(Beginning of Study material)

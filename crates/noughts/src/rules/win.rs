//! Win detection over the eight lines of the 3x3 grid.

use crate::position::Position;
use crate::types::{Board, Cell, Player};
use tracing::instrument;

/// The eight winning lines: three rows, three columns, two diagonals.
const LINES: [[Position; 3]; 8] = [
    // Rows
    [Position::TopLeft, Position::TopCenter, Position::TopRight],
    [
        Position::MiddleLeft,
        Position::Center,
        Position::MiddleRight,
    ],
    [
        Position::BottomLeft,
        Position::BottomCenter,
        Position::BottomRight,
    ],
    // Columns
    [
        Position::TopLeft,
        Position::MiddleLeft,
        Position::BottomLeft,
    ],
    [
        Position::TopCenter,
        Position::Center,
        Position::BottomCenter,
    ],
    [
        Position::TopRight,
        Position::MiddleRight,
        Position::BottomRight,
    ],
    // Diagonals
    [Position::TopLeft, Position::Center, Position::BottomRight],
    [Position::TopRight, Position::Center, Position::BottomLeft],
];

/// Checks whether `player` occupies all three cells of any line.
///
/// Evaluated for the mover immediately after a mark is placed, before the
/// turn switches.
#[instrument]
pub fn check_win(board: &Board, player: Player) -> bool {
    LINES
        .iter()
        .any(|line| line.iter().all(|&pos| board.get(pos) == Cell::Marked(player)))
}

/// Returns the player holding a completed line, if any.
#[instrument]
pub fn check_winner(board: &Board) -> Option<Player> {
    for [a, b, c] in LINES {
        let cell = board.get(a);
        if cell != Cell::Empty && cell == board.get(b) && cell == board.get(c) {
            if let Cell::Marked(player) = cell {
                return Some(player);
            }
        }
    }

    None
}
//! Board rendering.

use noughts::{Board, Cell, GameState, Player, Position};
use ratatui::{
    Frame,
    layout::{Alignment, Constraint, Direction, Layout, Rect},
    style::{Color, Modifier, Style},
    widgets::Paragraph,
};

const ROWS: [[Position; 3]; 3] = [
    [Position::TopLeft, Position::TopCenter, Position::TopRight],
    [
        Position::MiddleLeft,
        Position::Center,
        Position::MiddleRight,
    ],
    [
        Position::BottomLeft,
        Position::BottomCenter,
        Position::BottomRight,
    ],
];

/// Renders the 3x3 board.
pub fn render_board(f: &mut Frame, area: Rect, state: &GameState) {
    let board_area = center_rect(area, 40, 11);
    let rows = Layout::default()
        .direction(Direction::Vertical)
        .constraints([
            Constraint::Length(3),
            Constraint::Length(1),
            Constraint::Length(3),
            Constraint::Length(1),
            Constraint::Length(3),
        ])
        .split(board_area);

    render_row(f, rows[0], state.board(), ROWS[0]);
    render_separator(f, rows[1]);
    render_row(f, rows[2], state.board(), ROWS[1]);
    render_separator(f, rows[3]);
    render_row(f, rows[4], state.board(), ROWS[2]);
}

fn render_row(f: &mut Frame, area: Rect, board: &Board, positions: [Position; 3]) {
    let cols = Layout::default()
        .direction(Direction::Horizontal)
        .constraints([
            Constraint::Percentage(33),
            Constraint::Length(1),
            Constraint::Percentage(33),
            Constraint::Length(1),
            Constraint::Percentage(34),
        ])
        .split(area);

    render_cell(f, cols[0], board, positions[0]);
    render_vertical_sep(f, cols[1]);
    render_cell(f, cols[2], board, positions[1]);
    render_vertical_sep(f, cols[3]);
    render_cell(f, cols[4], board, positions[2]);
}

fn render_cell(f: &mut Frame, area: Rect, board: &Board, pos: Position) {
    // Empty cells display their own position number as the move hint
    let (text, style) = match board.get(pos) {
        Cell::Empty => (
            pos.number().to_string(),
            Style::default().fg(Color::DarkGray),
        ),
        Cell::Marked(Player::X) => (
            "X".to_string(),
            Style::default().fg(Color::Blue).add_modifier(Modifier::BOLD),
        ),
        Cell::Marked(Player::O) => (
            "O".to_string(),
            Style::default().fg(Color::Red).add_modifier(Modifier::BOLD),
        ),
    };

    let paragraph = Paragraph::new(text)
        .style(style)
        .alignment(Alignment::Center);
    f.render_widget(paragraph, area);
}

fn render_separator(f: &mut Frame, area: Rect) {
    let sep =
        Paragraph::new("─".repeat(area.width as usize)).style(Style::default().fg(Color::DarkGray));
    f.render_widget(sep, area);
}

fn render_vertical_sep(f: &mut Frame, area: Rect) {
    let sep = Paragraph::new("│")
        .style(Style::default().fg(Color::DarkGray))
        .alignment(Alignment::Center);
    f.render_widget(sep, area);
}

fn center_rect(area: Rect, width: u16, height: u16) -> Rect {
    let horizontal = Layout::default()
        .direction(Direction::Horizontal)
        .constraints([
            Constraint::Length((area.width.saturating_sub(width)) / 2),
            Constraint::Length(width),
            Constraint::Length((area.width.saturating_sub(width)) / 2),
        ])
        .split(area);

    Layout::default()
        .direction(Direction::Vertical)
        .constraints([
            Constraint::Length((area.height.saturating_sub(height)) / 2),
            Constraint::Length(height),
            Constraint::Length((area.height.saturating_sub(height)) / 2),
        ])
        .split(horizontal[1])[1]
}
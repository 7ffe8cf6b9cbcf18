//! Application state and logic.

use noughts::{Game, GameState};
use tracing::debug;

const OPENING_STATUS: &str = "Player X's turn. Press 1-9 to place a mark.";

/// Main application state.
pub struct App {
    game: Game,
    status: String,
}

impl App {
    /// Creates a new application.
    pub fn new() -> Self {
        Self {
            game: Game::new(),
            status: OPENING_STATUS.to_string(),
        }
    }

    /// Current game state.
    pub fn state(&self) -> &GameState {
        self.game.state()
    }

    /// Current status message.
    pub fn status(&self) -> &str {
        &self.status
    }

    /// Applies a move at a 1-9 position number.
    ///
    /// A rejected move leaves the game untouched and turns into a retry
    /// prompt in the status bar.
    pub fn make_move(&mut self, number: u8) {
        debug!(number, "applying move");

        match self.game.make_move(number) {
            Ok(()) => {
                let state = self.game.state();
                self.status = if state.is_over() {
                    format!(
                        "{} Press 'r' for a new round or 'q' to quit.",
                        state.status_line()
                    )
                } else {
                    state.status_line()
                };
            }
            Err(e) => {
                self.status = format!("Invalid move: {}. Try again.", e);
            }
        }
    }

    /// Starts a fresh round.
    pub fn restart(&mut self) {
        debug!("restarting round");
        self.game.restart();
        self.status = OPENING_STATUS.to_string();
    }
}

(End of Study material)

Which lines in the data above hold the string "three"? Return each of them.

/// The eight winning lines: three rows, three columns, two diagonals.
/// Checks whether `player` occupies all three cells of any line.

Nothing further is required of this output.